Wilshere’s career elicits déjà vu of many young talents who have struggled to slay the beast of injuries. The 24-year-old last played the full 90 minutes for Arsenal in a 2-1 win over Southampton in the Capital One Cup almost two years ago in the September of 2014.
Arsene Wenger promoted the midfielder to the first team in 2008 after his goal-scoring heroics from midfield for the youth teams. Wilshere, who was not even 17 years old, became the youngest player to play for the Gunners breaking a record previously held by Cesc Fabregas.
A loan spell at the Reebok Stadium in 2009-10 gave him much-needed first-team minutes and he impressed in midfield scoring his first Premier League goal while Bolton Wanderers finished 14th. He returned to Arsenal the next season and made 35 appearances in the league in 2010-11 as he was voted the league’s Young Player of the Year by his peers and Arsenal’s Player of the Year besides featuring in the Professional Footballers Association (PFA) Team of the Year.
Wilshere’s injury troubles started haunting him from 2011 and he’s never played in more than 25 league games a season for Arsenal since then. However, he did manage to score the goal that was voted the Goal of the Season when he finished off a great passing move in Arsenal’s 4-1 against Norwich in 2014. The quality that Wilshere offers when he is fully fit is undeniable and his return to full fitness following injuries to his foot, ankle and fibula over the last three seasons has been long awaited.

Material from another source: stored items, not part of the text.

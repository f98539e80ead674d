//! Virtual View Layer
//!
//! View descriptions ([`VirtualNode`]) are mounted into a document with
//! [`render_to_dom`] and kept current by reactive bindings; whole-view
//! reconciliation happens through [`RenderResult::update`].

mod list;
mod node;
mod patch;
mod render;

pub use list::{list_view, list_view_with_index};
pub use node::{
    reactive_text, stateful_node, stateful_node_keyed, virtual_element, virtual_text,
    ElementConfig, VirtualNode,
};
pub use render::{render_to_dom, RenderResult};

Wilshere’s strengths are his short passing, assured touch and awareness in attack. This makes him ideal to play as an attacking spearhead of a three-man midfield, when you factor in his wicked left foot shots. His tackling is decent at best and a red-card threat at worst, his defensive positioning is suspect and he provides negligible aerial support for his centre-backs. Starting deeper just means he takes more time to join in attack and the chance is usually lost against teams defending compactly.
Yet England and Arsenal have consistently deployed him as one of the two holding midfielders tasked with breaking up play, where he is more often stranded upfield against quick counterattacks. Dier, on the other hand, is a centre-back who has been deployed as an anchor in midfield to good effect because his physical presence, man-marking and tackling are much better than most midfielders despite his range of passing being fairly limited.
Wilshere needs to play in the position that his jersey indicates: as a No.10. However, with the league-leader in assists, Mesut Ozil, and new signing Granit Xhaka already available for Arsenal and the new teenage sensation Dele Alli upstaging him in terms of fitness and match-time for The Three Lions, it would be incredibly difficult for Wilshere to get a starting spot. None of this is important, of course, unless he manages to stay fit.